Below the necessary libraries are installed and loaded into the environment.

In [6]:
!pip install -q beautifulsoup4==4.13.4
!pip install -q docling==2.31.0

In [16]:
import os
import numpy as np
import pandas as pd
from bs4 import BeautifulSoup, Comment
import docling
import matplotlib.pyplot as plt

Below we mount a shared Google Drive folder as a data storage and define the base path of the folder that will be used in the runtime.

In [10]:
from google.colab import drive
drive.mount('/content/drive')

Mounted at /content/drive


In [11]:
base_folder = '/content/drive/MyDrive/AdvGenAI'

## 2. Loading the raw data

We go through the subdirectories inside the data-folder. Inside those folders the individual html-files will be read and the content will be saved together with the information of the file-name and the path of the file (to store in which subfolder it was located).

In [12]:
# Definition of data folder
data_folder = os.path.join(base_folder, 'data')

In [None]:
# List to hold the dictionaries
data = []

# Walk through all directories and subdirectories
for root, dirs, files in os.walk(data_folder):
    for file in files:
        if file.endswith('.html'):
            file_path = os.path.join(root, file)
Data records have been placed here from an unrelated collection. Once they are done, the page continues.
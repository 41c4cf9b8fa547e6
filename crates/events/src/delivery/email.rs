//! Email delivery of stored notifications via SMTP.
//!
//! [`EmailDelivery`] wraps the `lettre` async SMTP transport. Configuration
//! is loaded from environment variables; if `SMTP_HOST` is not set,
//! [`EmailConfig::from_env`] returns `None` and no mailer is constructed.

use pipewright_db::models::notification::Notification;

// ---------------------------------------------------------------------------
// Error
// ---------------------------------------------------------------------------

#[derive(Debug, thiserror::Error)]
pub enum EmailError {
    /// SMTP transport-level failure (authentication, connection, etc.).
    #[error("SMTP transport error: {0}")]
    Transport(#[from] lettre::transport::smtp::Error),

    #[error("Email address parse error: {0}")]
    Address(#[from] lettre::address::AddressError),

    #[error("Email build error: {0}")]
    Build(String),
}

// ---------------------------------------------------------------------------
// EmailConfig
// ---------------------------------------------------------------------------

/// Default SMTP port (STARTTLS).
const DEFAULT_SMTP_PORT: u16 = 587;

const DEFAULT_FROM_ADDRESS: &str = "noreply@pipewright.local";

#[derive(Debug, Clone)]
pub struct EmailConfig {
    pub smtp_host: String,
    pub smtp_port: u16,
    /// RFC 5322 "From" address.
    pub from_address: String,
    pub smtp_user: Option<String>,
    pub smtp_password: Option<String>,
}

impl EmailConfig {
    /// Load configuration from environment variables.
    ///
    /// | Variable        | Required | Default                     |
    /// |-----------------|----------|-----------------------------|
    /// | `SMTP_HOST`     | yes      |                             |
    /// | `SMTP_PORT`     | no       | `587`                       |
    /// | `EMAIL_FROM`    | no       | `noreply@pipewright.local`  |
    /// | `SMTP_USER`     | no       |                             |
    /// | `SMTP_PASSWORD` | no       |                             |
    pub fn from_env() -> Option<Self> {
        let smtp_host = std::env::var("SMTP_HOST").ok()?;
        Some(Self {
            smtp_host,
            smtp_port: std::env::var("SMTP_PORT")
                .ok()
                .and_then(|p| p.parse().ok())
                .unwrap_or(DEFAULT_SMTP_PORT),
            from_address: std::env::var("EMAIL_FROM")
                .unwrap_or_else(|_| DEFAULT_FROM_ADDRESS.to_string()),
            smtp_user: std::env::var("SMTP_USER").ok(),
            smtp_password: std::env::var("SMTP_PASSWORD").ok(),
        })
    }
}

/// Subject line for a notification email.
pub fn subject_for(notification: &Notification) -> String {
    format!(
        "[Pipewright] {} ({}) for service {}",
        notification.event_name, notification.stage, notification.service_id
    )
}

/// Plain-text body for a notification email.
pub fn body_for(notification: &Notification) -> String {
    format!(
        "Event: {}\nStage: {}\nService: {}\nTime: {}\nDetails: {}",
        notification.event_name,
        notification.stage,
        notification.service_id,
        notification.created_at,
        serde_json::to_string_pretty(&notification.data).unwrap_or_default()
    )
}

// ---------------------------------------------------------------------------
// EmailDelivery
// ---------------------------------------------------------------------------

/// Sends notification emails via SMTP.
pub struct EmailDelivery {
    config: EmailConfig,
}

impl EmailDelivery {
    pub fn new(config: EmailConfig) -> Self {
        Self { config }
    }

    /// Send `notification` to one address.
    pub async fn deliver(&self, to_email: &str, notification: &Notification) -> Result<(), EmailError> {
        use lettre::{
            message::header::ContentType, transport::smtp::authentication::Credentials,
            AsyncSmtpTransport, AsyncTransport, Message, Tokio1Executor,
        };

        let email = Message::builder()
            .from(self.config.from_address.parse()?)
            .to(to_email.parse()?)
            .subject(subject_for(notification))
            .header(ContentType::TEXT_PLAIN)
            .body(body_for(notification))
            .map_err(|e| EmailError::Build(e.to_string()))?;

        let mut transport_builder =
            AsyncSmtpTransport::<Tokio1Executor>::starttls_relay(&self.config.smtp_host)?
                .port(self.config.smtp_port);

        if let (Some(user), Some(pass)) = (&self.config.smtp_user, &self.config.smtp_password) {
            transport_builder =
                transport_builder.credentials(Credentials::new(user.clone(), pass.clone()));
        }

        let mailer = transport_builder.build();
        mailer.send(email).await?;

        tracing::info!(
            to = to_email,
            notification_id = notification.id,
            service_id = notification.service_id,
            "Notification email sent"
        );
        Ok(())
    }
}

#[cfg(test)]
mod tests {
    use super::*;
    use chrono::Utc;

    fn notification() -> Notification {
        Notification {
            id: 3,
            service_id: 17,
            event_name: "stitch-done".into(),
            stage: "SUCCESSFUL_PROCESSING".into(),
            recipients: vec!["ops@example.org".into()],
            data: serde_json::json!({"data": {"serviceName": "stitch"}}),
            delivered_at: None,
            created_at: Utc::now(),
        }
    }

    #[test]
    fn from_env_returns_none_without_smtp_host() {
        std::env::remove_var("SMTP_HOST");
        assert!(EmailConfig::from_env().is_none());
    }

    #[test]
    fn subject_names_event_stage_and_service() {
        assert_eq!(
            subject_for(&notification()),
            "[Pipewright] stitch-done (SUCCESSFUL_PROCESSING) for service 17"
        );
    }

    #[test]
    fn body_embeds_payload() {
        let body = body_for(&notification());
        assert!(body.starts_with("Event: stitch-done\nStage: SUCCESSFUL_PROCESSING\n"));
        assert!(body.contains("\"serviceName\": \"stitch\""));
    }

    #[test]
    fn email_error_display_address() {
        let addr_err: Result<lettre::Address, _> = "not-an-email".parse();
        let err = EmailError::Address(addr_err.unwrap_err());
        assert!(err.to_string().contains("Email address parse error"));
    }
}
impl NewService {
    pub fn new(name: impl Into<String>) -> Self {
        Self {
            name: name.into(),
            version: None,
            description: None,
            tags: Vec::new(),
            owner_key: None,
            auth_key: None,
            args: Vec::new(),
            dictionary_args: Map::new(),
            resources: BTreeMap::new(),
            priority: PRIORITY_NORMAL,
            queue_id: None,
            timeout_ms: None,
            parent_id: None,
            dependencies: BTreeSet::new(),
            force_independent: false,
            notifications: NotificationSettings::default(),
            workflow_id: None,
        }
    }

    pub fn with_priority(mut self, priority: i32) -> Self {
        self.priority = priority;
        self
    }

    pub fn with_args<I, S>(mut self, args: I) -> Self
    where
        I: IntoIterator<Item = S>,
        S: Into<String>,
    {
        self.args = args.into_iter().map(Into::into).collect();
        self
    }

    pub fn with_dictionary_arg(mut self, name: impl Into<String>, value: Value) -> Self {
        self.dictionary_args.insert(name.into(), value);
        self
    }

    pub fn with_resource(mut self, key: impl Into<String>, value: impl Into<String>) -> Self {
        self.resources.insert(key.into(), value.into());
        self
    }

    pub fn with_queue(mut self, queue_id: impl Into<String>) -> Self {
        self.queue_id = Some(queue_id.into());
        self
    }

    pub fn with_timeout(mut self, timeout: Duration) -> Self {
        self.timeout_ms = Some(i64::try_from(timeout.as_millis()).unwrap_or(i64::MAX));
        self
    }

    pub fn depends_on(mut self, id: ServiceId) -> Self {
        self.dependencies.insert(id);
        self
    }

    pub fn child_of(mut self, parent: ServiceId) -> Self {
        self.parent_id = Some(parent);
        self
    }

    pub fn mark_force_independent(mut self) -> Self {
        self.force_independent = true;
        self
    }

    pub fn with_owner(mut self, owner_key: impl Into<String>) -> Self {
        self.owner_key = Some(owner_key.into());
        self
    }

    pub fn with_notifications(mut self, notifications: NotificationSettings) -> Self {
        self.notifications = notifications;
        self
    }

    /// Apply the hierarchy rules for a child of `parent` and return the
    /// hierarchy root id the child belongs to.
    ///
    /// The child outranks its parent and stays on the parent's queue unless
    /// it names its own.
    pub fn adopt_parent(&mut self, parent: &ServiceRecord) -> ServiceId {
        self.parent_id = Some(parent.id());
        self.priority = child_priority(self.priority, parent.priority);
        if self.queue_id.is_none() {
            self.queue_id = parent.queue_id.clone();
        }
        parent.identity.hierarchy_root()
    }
}
//! Persistence for service records, notifications, workflows and schedules.
//!
//! The engine talks to storage only through the traits in [`store`].
//! [`postgres::PgStore`] is the shared implementation; [`memory::MemoryStore`]
//! backs tests and single-process embedding.

use sqlx::postgres::PgPoolOptions;

pub mod memory;
pub mod models;
pub mod postgres;
pub mod repositories;
pub mod store;

pub use memory::MemoryStore;
pub use postgres::PgStore;
pub use store::{
    BlockedService, NotificationStore, ScheduledServiceStore, ServiceStore, StoreError,
    StoreResult, WorkflowStore,
};

pub type DbPool = sqlx::PgPool;

/// Create a connection pool from a database URL.
pub async fn create_pool(database_url: &str) -> Result<DbPool, sqlx::Error> {
    PgPoolOptions::new()
        .max_connections(20)
        .connect(database_url)
        .await
}

/// Apply the embedded migrations.
pub async fn run_migrations(pool: &DbPool) -> Result<(), sqlx::migrate::MigrateError> {
    sqlx::migrate!("./migrations").run(pool).await
}

/// Verify the database answers a trivial query.
pub async fn health_check(pool: &DbPool) -> Result<(), sqlx::Error> {
    sqlx::query_scalar::<_, i32>("SELECT 1").fetch_one(pool).await?;
    Ok(())
}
            # Read the content of the HTML file
            with open(file_path, 'r', encoding='utf-8') as f:
                content = f.read()

            # Add a dictionary to the list
            data.append({
                'folder_path': root,
                'file_name': file,
                'full_path': file_path,
                'html_content': content
            })

# Convert to DataFrame
df = pd.DataFrame(data)

# Optionally save DataFrame, e.g. to CSV or pickle for later use
# df.to_csv('html_files_content.csv', index=False)
# df.to_pickle('html_files_content.pkl')

# Show first rows to verify
print(df.head())

In [18]:
df.head()

Unnamed: 0,folder_path,file_name,full_path,html_content
0,/content/drive/MyDrive/AdvGenAI/data/de_intern...,der-r-pionier1.html,/content/drive/MyDrive/AdvGenAI/data/de_intern...,"<div class=""text-image cq-dd-image"">\n<p>Währe..."
1,/content/drive/MyDrive/AdvGenAI/data/de_intern...,web-of-science-alles-neu-macht-der--januar-.html,/content/drive/MyDrive/AdvGenAI/data/de_intern...,"<div class=""text-image cq-dd-image"">\n<p><a cl..."
2,/content/drive/MyDrive/AdvGenAI/data/de_intern...,swiss-life-sciences-2014-experten-gesucht.html,/content/drive/MyDrive/AdvGenAI/data/de_intern...,"<div class=""text-image cq-dd-image"">\n<h2>Staf..."
3,/content/drive/MyDrive/AdvGenAI/data/de_intern...,mendeley-literaturverwaltung.html,/content/drive/MyDrive/AdvGenAI/data/de_intern...,"<div class=""text-image cq-dd-image"">\n<p><a cl..."
4,/content/drive/MyDrive/AdvGenAI/data/de_intern...,mehr-orientierung.html,/content/drive/MyDrive/AdvGenAI/data/de_intern...,"<div class=""text-image cq-dd-image"">\n<p>Das S..."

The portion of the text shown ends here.